I think it might be printed fabric. What do other people think?
> I think it might be printed fabric. What do other people think?I think it is definitely the fabric itself, not an embroidery. You
can see the pattern peaking through the slits, which would be a
strange place for embroidery since it's mostly hidden. Besides,
there's nothing in the painting to give the impression of depth that
you would get with something applied to the surface of the fabric
Does anyone know the significance of all of the rings? He has them
on his finger, on the cord around his neck and on the cords tied
around the elbow and wrist. I can't remember seeing anything like
- Regarding the Henry Lee portrait, I don't think it is
painted fabric, it has to much texture on the original
painting. I just returned from England and this is
one of the paintings my wife and I spent a lot of time
looking at in the National Portrait Gallery.

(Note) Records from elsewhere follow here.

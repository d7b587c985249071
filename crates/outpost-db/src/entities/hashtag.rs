//! Hashtag join table, backing `hashtag/<tag>` and the `hashtags` listing
//! (spec.md §6). Deliberately a plain join, not a denormalized counter
//! entity: per-tag note counts are a `COUNT(*) GROUP BY tag` away and a
//! join table never drifts out of sync with `note.tags`.

use sea_orm::entity::prelude::*;
use serde::{Deserialize, Serialize};

#[derive(Clone, Debug, PartialEq, Eq, DeriveEntityModel, Serialize, Deserialize)]
#[sea_orm(table_name = "hashtag")]
pub struct Model {
    #[sea_orm(primary_key)]
    pub id: i64,

    /// Lowercased, without the leading `#`.
    #[sea_orm(indexed)]
    pub tag: String,

    #[sea_orm(indexed)]
    pub note_id: String,

    pub created_at: DateTimeWithTimeZone,
}

#[derive(Copy, Clone, Debug, EnumIter, DeriveRelation)]
pub enum Relation {
    #[sea_orm(
        belongs_to = "super::note::Entity",
        from = "Column::NoteId",
        to = "super::note::Column::Id",
        on_delete = "Cascade"
    )]
    Note,
}

impl Related<super::note::Entity> for Entity {
    fn to() -> RelationDef {
        Relation::Note.def()
    }
}

impl ActiveModelBehavior for ActiveModel {}
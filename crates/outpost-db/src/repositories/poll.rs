//! Poll repository.

use std::collections::HashSet;
use std::sync::Arc;

use chrono::{DateTime, Utc};
use crate::entities::{poll, poll_vote, Poll, PollVote};
use outpost_common::{AppError, AppResult};
use sea_orm::{
    ActiveModelTrait, ColumnTrait, Condition, DatabaseConnection, EntityTrait, PaginatorTrait,
    QueryFilter,
};

/// Poll repository for database operations.
#[derive(Clone)]
pub struct PollRepository {
    db: Arc<DatabaseConnection>,
}

impl PollRepository {
    #[must_use]
    pub const fn new(db: Arc<DatabaseConnection>) -> Self {
        Self { db }
    }

    pub async fn find_by_note_id(&self, note_id: &str) -> AppResult<Option<poll::Model>> {
        Poll::find_by_id(note_id)
            .one(self.db.as_ref())
            .await
            .map_err(|e| AppError::Database(e.to_string()))
    }

    pub async fn get_by_note_id(&self, note_id: &str) -> AppResult<poll::Model> {
        self.find_by_note_id(note_id)
            .await?
            .ok_or_else(|| AppError::NotFound(format!("Poll not found for note: {note_id}")))
    }

    pub async fn create(&self, model: poll::ActiveModel) -> AppResult<poll::Model> {
        model
            .insert(self.db.as_ref())
            .await
            .map_err(|e| AppError::Database(e.to_string()))
    }

    /// Open polls whose `expires_at` has passed — the periodic closer
    /// sweeps these rather than checking expiry only at vote time.
    pub async fn find_expired_open(&self, now: DateTime<Utc>) -> AppResult<Vec<poll::Model>> {
        Poll::find()
            .filter(
                Condition::all()
                    .add(poll::Column::Closed.eq(false))
                    .add(poll::Column::ExpiresAt.is_not_null())
                    .add(poll::Column::ExpiresAt.lt(now)),
            )
            .all(self.db.as_ref())
            .await
            .map_err(|e| AppError::Database(e.to_string()))
    }

    pub async fn update(&self, model: poll::ActiveModel) -> AppResult<poll::Model> {
        model
            .update(self.db.as_ref())
            .await
            .map_err(|e| AppError::Database(e.to_string()))
    }
}

/// Poll vote repository for database operations.
#[derive(Clone)]
pub struct PollVoteRepository {
    db: Arc<DatabaseConnection>,
}

impl PollVoteRepository {
    #[must_use]
    pub const fn new(db: Arc<DatabaseConnection>) -> Self {
        Self { db }
    }

    /// An actor may only vote once per poll ("Cannot edit votes").
    pub async fn has_voted(&self, actor_id: &str, note_id: &str) -> AppResult<bool> {
        let count = PollVote::find()
            .filter(poll_vote::Column::ActorId.eq(actor_id))
            .filter(poll_vote::Column::NoteId.eq(note_id))
            .count(self.db.as_ref())
            .await
            .map_err(|e| AppError::Database(e.to_string()))?;
        Ok(count > 0)
    }

    pub async fn create(&self, model: poll_vote::ActiveModel) -> AppResult<poll_vote::Model> {
        model
            .insert(self.db.as_ref())
            .await
            .map_err(|e| AppError::Database(e.to_string()))
    }

    pub async fn find_by_note(&self, note_id: &str) -> AppResult<Vec<poll_vote::Model>> {
        PollVote::find()
            .filter(poll_vote::Column::NoteId.eq(note_id))
            .all(self.db.as_ref())
            .await
            .map_err(|e| AppError::Database(e.to_string()))
    }

    /// Recompute per-option tallies and distinct voter count from scratch,
    /// rather than trusting incremental counters — see `poll::Model::tallies`.
    pub async fn recompute_tallies(&self, note_id: &str, option_count: usize) -> AppResult<(Vec<i64>, i32)> {
        let votes = self.find_by_note(note_id).await?;
        let mut tallies = vec![0i64; option_count];
        let mut voters = HashSet::new();
        for vote in votes {
            if let Some(slot) = tallies.get_mut(vote.choice as usize) {
                *slot += 1;
            }
            voters.insert(vote.actor_id);
        }
        Ok((tallies, voters.len() as i32))
    }
}

#[cfg(test)]
mod tests {
    use super::*;
    use chrono::Utc;
    use sea_orm::{DatabaseBackend, MockDatabase};

    fn vote(id: &str, note_id: &str, actor_id: &str, choice: i32) -> poll_vote::Model {
        poll_vote::Model {
            id: id.to_string(),
            note_id: note_id.to_string(),
            actor_id: actor_id.to_string(),
            choice,
            created_at: Utc::now().into(),
        }
    }

    #[tokio::test]
    async fn recompute_tallies_counts_per_option() {
        let votes = vec![
            vote("v1", "note1", "alice", 0),
            vote("v2", "note1", "bob", 0),
            vote("v3", "note1", "carol", 1),
        ];
        let db = Arc::new(
            MockDatabase::new(DatabaseBackend::Sqlite)
                .append_query_results([votes])
                .into_connection(),
        );
        let repo = PollVoteRepository::new(db);
        let (tallies, voters) = repo.recompute_tallies("note1", 2).await.unwrap();
        assert_eq!(tallies, vec![2, 1]);
        assert_eq!(voters, 3);
    }
}
//! Command handlers, one module per spec.md §6 verb group.

pub mod meta;
pub mod notes;
pub mod social;
//! Local share/unshare authoring (spec.md §4.4's `Share` concept, the
//! local-authoring half): recording an `Announce` of someone else's post
//! on the caller's own audience, and undoing it.

use chrono::{Duration, Utc};
use outpost_common::{AppError, AppResult, IdGenerator};
use outpost_db::{
    entities::share::{self, ShareKind},
    repositories::{FollowingRepository, NoteRepository, PersonRepository, ShareRepository},
};
use sea_orm::Set;
use serde_json::json;

use crate::services::delivery::DeliveryService;

#[derive(Clone)]
pub struct ShareService {
    share_repo: ShareRepository,
    note_repo: NoteRepository,
    person_repo: PersonRepository,
    following_repo: FollowingRepository,
    delivery: Option<DeliveryService>,
    server_url: String,
    id_gen: IdGenerator,
    share_throttle: Duration,
}

impl ShareService {
    #[must_use]
    pub fn new(
        share_repo: ShareRepository,
        note_repo: NoteRepository,
        person_repo: PersonRepository,
        following_repo: FollowingRepository,
        share_throttle: Duration,
    ) -> Self {
        Self {
            share_repo,
            note_repo,
            person_repo,
            following_repo,
            delivery: None,
            server_url: String::new(),
            id_gen: IdGenerator::new(),
            share_throttle,
        }
    }

    #[must_use]
    pub fn with_delivery(mut self, delivery: DeliveryService, server_url: String) -> Self {
        self.delivery = Some(delivery);
        self.server_url = server_url;
        self
    }

    /// Shares (`Announce`s) a post to the caller's own followers. Re-sharing
    /// an already-shared post is a no-op, not a duplicate row. Share
    /// throttling is symmetric with the post throttle (spec.md §4.6): a
    /// caller who just shared must wait out the same window before sharing
    /// again, checked against their most recent share regardless of which
    /// post it targeted.
    pub async fn share(&self, actor_id: &str, note_id: &str) -> AppResult<()> {
        let note = self.note_repo.get_by_id(note_id).await?;
        if note.is_deleted() {
            return Err(AppError::NoteNotFound(note_id.to_string()));
        }
        if self
            .share_repo
            .find_by_actor_and_note(actor_id, note_id, ShareKind::Announce)
            .await?
            .is_some()
        {
            return Ok(());
        }

        if let Some(last) = self.share_repo.find_latest_by_actor(actor_id).await?
            && Utc::now().signed_duration_since(last.created_at) < self.share_throttle
        {
            return Err(AppError::BadRequest(
                "Please wait before posting again".to_string(),
            ));
        }

        let actor = self.person_repo.get_by_id(actor_id).await?;
        let activity_id = format!("{}/activities/{}", self.server_url, self.id_gen.generate());

        let model = share::ActiveModel {
            activity_id: Set(activity_id.clone()),
            actor_id: Set(actor.id.clone()),
            note_id: Set(note.id.clone()),
            kind: Set(ShareKind::Announce),
            via_group_relay: Set(false),
            created_at: Set(Utc::now().into()),
        };
        self.share_repo.create(model).await?;
        self.note_repo.increment_shares_count(&note.id).await?;

        if let Some(ref delivery) = self.delivery {
            let recipients = self.follower_inboxes(&actor.id).await?;
            if !recipients.is_empty() {
                let activity = json!({
                    "@context": "https://www.w3.org/ns/activitystreams",
                    "type": "Announce",
                    "id": activity_id,
                    "actor": actor.id,
                    "object": note.id,
                    "to": ["https://www.w3.org/ns/activitystreams#Public"],
                    "cc": [format!("{}/followers", actor.id)],
                });
                delivery
                    .enqueue(&actor.id, None, "Announce", activity, recipients)
                    .await?;
            }
        }
        Ok(())
    }

    /// Undoes a previously authored share.
    pub async fn unshare(&self, actor_id: &str, note_id: &str) -> AppResult<()> {
        let Some(existing) = self
            .share_repo
            .find_by_actor_and_note(actor_id, note_id, ShareKind::Announce)
            .await?
        else {
            return Err(AppError::NotFound("Share not found".to_string()));
        };

        self.share_repo
            .delete_by_activity_id(&existing.activity_id)
            .await?;
        self.note_repo.decrement_shares_count(note_id).await?;

        if let Some(ref delivery) = self.delivery {
            let actor = self.person_repo.get_by_id(actor_id).await?;
            let recipients = self.follower_inboxes(&actor.id).await?;
            if !recipients.is_empty() {
                let activity = json!({
                    "@context": "https://www.w3.org/ns/activitystreams",
                    "type": "Undo",
                    "id": format!("{}/activities/{}", self.server_url, self.id_gen.generate()),
                    "actor": actor.id,
                    "object": {
                        "id": existing.activity_id,
                        "type": "Announce",
                        "actor": actor.id,
                        "object": note_id,
                    },
                    "to": ["https://www.w3.org/ns/activitystreams#Public"],
                });
                delivery
                    .enqueue(&actor.id, None, "Undo", activity, recipients)
                    .await?;
            }
        }
        Ok(())
    }

    async fn follower_inboxes(&self, actor_id: &str) -> AppResult<Vec<String>> {
        let mut followers = self.following_repo.all_followers(actor_id).await?;
        Ok(followers
            .drain(..)
            .filter_map(|f| f.follower_shared_inbox.or(f.follower_inbox))
            .collect())
    }
}

#[cfg(test)]
#[allow(clippy::unwrap_used)]
mod tests {
    use super::*;
    use outpost_db::entities::note;
    use sea_orm::{DatabaseBackend, MockDatabase};
    use serde_json::json as jsonv;
    use std::sync::Arc;

    fn note_model(id: &str) -> note::Model {
        note::Model {
            id: id.to_string(),
            local_id: "abc".to_string(),
            actor_id: "https://example.test/users/bob".to_string(),
            actor_host: None,
            text: Some("hi".to_string()),
            cw: None,
            visibility: note::Visibility::Public,
            reply_id: None,
            thread_id: None,
            mentions: jsonv([]),
            visible_actor_ids: jsonv([]),
            tags: jsonv([]),
            replies_count: 0,
            shares_count: 0,
            is_local: true,
            raw: None,
            deleted_at: None,
            created_at: Utc::now().into(),
            edited_at: None,
        }
    }

    #[tokio::test]
    async fn re_sharing_is_a_no_op() {
        let note = note_model("https://example.test/notes/1");
        let share_row = share::Model {
            activity_id: "https://example.test/activities/1".to_string(),
            actor_id: "https://example.test/users/alice".to_string(),
            note_id: note.id.clone(),
            kind: ShareKind::Announce,
            via_group_relay: false,
            created_at: Utc::now().into(),
        };
        let db = Arc::new(
            MockDatabase::new(DatabaseBackend::Sqlite)
                .append_query_results([vec![note.clone()]])
                .append_query_results([vec![share_row]])
                .into_connection(),
        );
        let svc = ShareService::new(
            ShareRepository::new(db.clone()),
            NoteRepository::new(db.clone()),
            PersonRepository::new(db.clone()),
            FollowingRepository::new(db),
            Duration::seconds(30),
        );
        assert!(svc
            .share("https://example.test/users/alice", &note.id)
            .await
            .is_ok());
    }
}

My opinion on the rings is that they are for
tournament victories. Henry Lee was Queen Elizabeth's
champion and was a know tournament winner. The giving
of rings as favors for tournament preformance is
Benedict Ashton, WSA - Ansteorra
Joe Rummel - Texas
--- Lady_Lark_Azure <jenniferanne21@...>
> > I think it might be printed fabric. What do other
> people think?
> I think it is definitely the fabric itself, not an
> embroidery. You
> can see the pattern peaking through the slits, which
> would be a
> strange place for embroidery since it's mostly
> hidden. Besides,
> there's nothing in the painting to give the
> impression of depth that
> you would get with something applied to the surface
> of the fabric
> like embroidery.
> Does anyone know the significance of all of the
> rings? He has them
> on his finger, on the cord around his neck and on
> the cords tied
> around the elbow and wrist. I can't remember seeing
> anything like
> that before.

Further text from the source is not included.